__Task__
Whenever a line in the entries includes the word "config", copy that line out.

__Supplied data__

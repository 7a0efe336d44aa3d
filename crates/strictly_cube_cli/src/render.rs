//! Plain-text rendering of the cube.

use strictly_cube::{
    Cell, Coord, GameError, GameSnapshot, LineFamily, Phase, Player, WinLineCatalog,
};
use strum::IntoEnumIterator;

/// Renders the board one z-layer at a time.
///
/// Each layer is an N×N grid with x across and y down. Cells on the
/// winning line are bracketed.
pub fn render_board(snapshot: &GameSnapshot) -> String {
    let board = &snapshot.board;
    let n = board.size();
    let winning: &[Coord] = match &snapshot.phase {
        Phase::Won { line, .. } => line.cells(),
        _ => &[],
    };

    let mut out = String::new();
    for z in 0..n {
        out.push_str(&format!("z = {z}\n   "));
        for x in 0..n {
            out.push_str(&format!("{x:^3}"));
        }
        out.push('\n');
        for y in 0..n {
            out.push_str(&format!("{y:>2} "));
            for x in 0..n {
                let coord = Coord::new(x, y, z);
                let mark = match board.get(coord) {
                    Ok(Cell::Occupied(Player::X)) => 'X',
                    Ok(Cell::Occupied(Player::O)) => 'O',
                    _ => '.',
                };
                let cell = if winning.contains(&coord) {
                    format!("[{mark}]")
                } else {
                    format!(" {mark} ")
                };
                out.push_str(&cell);
            }
            out.push('\n');
        }
        out.push('\n');
    }

    let status = match &snapshot.phase {
        Phase::InProgress => format!(
            "Move {}: player {} to play",
            snapshot.moves_played + 1,
            snapshot.current_player
        ),
        Phase::Won { winner, .. } => format!("Player {winner} wins!"),
        Phase::Draw => "It's a draw!".to_string(),
    };
    out.push_str(&status);
    out.push('\n');
    out
}

/// Summarises the line catalog of an N×N×N board per family.
pub fn render_catalog_summary(size: usize) -> Result<String, GameError> {
    let catalog = WinLineCatalog::new(size)?;
    let mut rows = vec![format!("Win lines on a {size}x{size}x{size} board")];
    rows.extend(LineFamily::iter().map(|family| {
        format!(
            "  {:<15} {:>5}",
            family.to_string(),
            catalog.count_by_family(family)
        )
    }));
    rows.push(format!(
        "  {:<15} {:>5} (3N² + 6N + 4 = {})",
        "total",
        catalog.len(),
        WinLineCatalog::expected_len(size)
    ));
    Ok(rows.join("\n") + "\n")
}
//! First-class move type.
//!
//! Moves are domain events: a player placing a mark at a coordinate. The
//! engine records them as history and can rebuild a game from them.

use crate::types::{Coord, Player};
use serde::{Deserialize, Serialize};

/// A player placing their mark at a coordinate.
#[derive(Debug, Clone, Copy, PartialEq, Eq, Hash, Serialize, Deserialize)]
pub struct Move {
    /// The player making the move.
    pub player: Player,
    /// Where the mark goes.
    pub coord: Coord,
}

impl Move {
    /// Creates a new move.
    pub fn new(player: Player, coord: impl Into<Coord>) -> Self {
        Self {
            player,
            coord: coord.into(),
        }
    }
}

impl std::fmt::Display for Move {
    fn fmt(&self, f: &mut std::fmt::Formatter<'_>) -> std::fmt::Result {
        write!(f, "{} -> {}", self.player, self.coord)
    }
}
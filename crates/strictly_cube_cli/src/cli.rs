//! Command-line interface for strictly_cube.

use clap::{Parser, Subcommand};
use std::path::PathBuf;
use strictly_cube::Player;

/// Strictly Cube - N×N×N tic-tac-toe in the terminal
#[derive(Parser, Debug)]
#[command(name = "strictly_cube")]
#[command(about = "N×N×N tic-tac-toe with precomputed win lines", long_about = None)]
#[command(version)]
pub struct Cli {
    /// Path to a TOML config file
    #[arg(short, long, global = true)]
    pub config: Option<PathBuf>,

    /// Edge length of the cube (overrides the config file)
    #[arg(short = 'n', long, global = true)]
    pub size: Option<usize>,

    /// Player who moves first (overrides the config file)
    #[arg(long, global = true)]
    pub first: Option<Player>,

    /// Subcommand to run
    #[command(subcommand)]
    pub command: Command,
}

/// Available commands
#[derive(Subcommand, Debug)]
pub enum Command {
    /// Play interactively on stdin/stdout
    Play,

    /// Play random games and report results
    Simulate {
        /// Number of games to play
        #[arg(short, long, default_value = "100")]
        games: u32,

        /// Random seed (overrides the config file)
        #[arg(long)]
        seed: Option<u64>,
    },

    /// Show how many win lines the board has
    Lines,
}
//! Random-playout simulation.

use strictly_cube::{Coord, GameEngine, GameError, MoveOutcome, Player};
use tracing::{debug, info, instrument};

/// Tally of a batch of random games.
#[derive(Debug, Clone, Copy, PartialEq, Eq)]
pub struct SimulationReport {
    /// Edge length of the cube.
    pub size: usize,
    /// Games played.
    pub games: u32,
    /// Games won by X.
    pub x_wins: u32,
    /// Games won by O.
    pub o_wins: u32,
    /// Drawn games.
    pub draws: u32,
    /// Moves played over all games.
    pub total_moves: u64,
}

impl SimulationReport {
    /// Average game length in moves.
    pub fn average_length(&self) -> f64 {
        if self.games == 0 {
            0.0
        } else {
            self.total_moves as f64 / f64::from(self.games)
        }
    }
}

impl std::fmt::Display for SimulationReport {
    fn fmt(&self, f: &mut std::fmt::Formatter<'_>) -> std::fmt::Result {
        writeln!(f, "{} random games on a {n}x{n}x{n} board", self.games, n = self.size)?;
        writeln!(f, "  X wins: {}", self.x_wins)?;
        writeln!(f, "  O wins: {}", self.o_wins)?;
        writeln!(f, "  draws:  {}", self.draws)?;
        write!(f, "  average length: {:.1} moves", self.average_length())
    }
}

/// Plays `games` uniformly random games and tallies the results.
///
/// The same seed always produces the same report.
#[instrument]
pub fn simulate(
    size: usize,
    first_player: Player,
    games: u32,
    seed: u64,
) -> Result<SimulationReport, GameError> {
    let mut rng = fastrand::Rng::with_seed(seed);
    let mut engine = GameEngine::with_starting_player(size, first_player)?;
    let mut total_moves = 0u64;

    for game in 0..games {
        let outcome = play_random_game(&mut engine, &mut rng)?;
        debug!(game, moves = engine.moves_played(), ?outcome, "Random game finished");
        total_moves += engine.moves_played() as u64;
        engine.reset();
    }

    let scores = engine.scoreboard();
    let report = SimulationReport {
        size,
        games,
        x_wins: scores.wins(Player::X),
        o_wins: scores.wins(Player::O),
        draws: scores.draws(),
        total_moves,
    };
    info!(x_wins = report.x_wins, o_wins = report.o_wins, draws = report.draws, "Simulation complete");
    Ok(report)
}

fn play_random_game(
    engine: &mut GameEngine,
    rng: &mut fastrand::Rng,
) -> Result<MoveOutcome, GameError> {
    loop {
        let empty: Vec<Coord> = engine.board().empty_cells().collect();
        let coord = empty[rng.usize(..empty.len())];
        match engine.apply_move(coord)? {
            MoveOutcome::Continue(_) => continue,
            finished => return Ok(finished),
        }
    }
}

__Written answer__
    /// Path to a TOML config file
    pub config: Option<PathBuf>,
    /// Edge length of the cube (overrides the config file)
    /// Player who moves first (overrides the config file)
        /// Random seed (overrides the config file)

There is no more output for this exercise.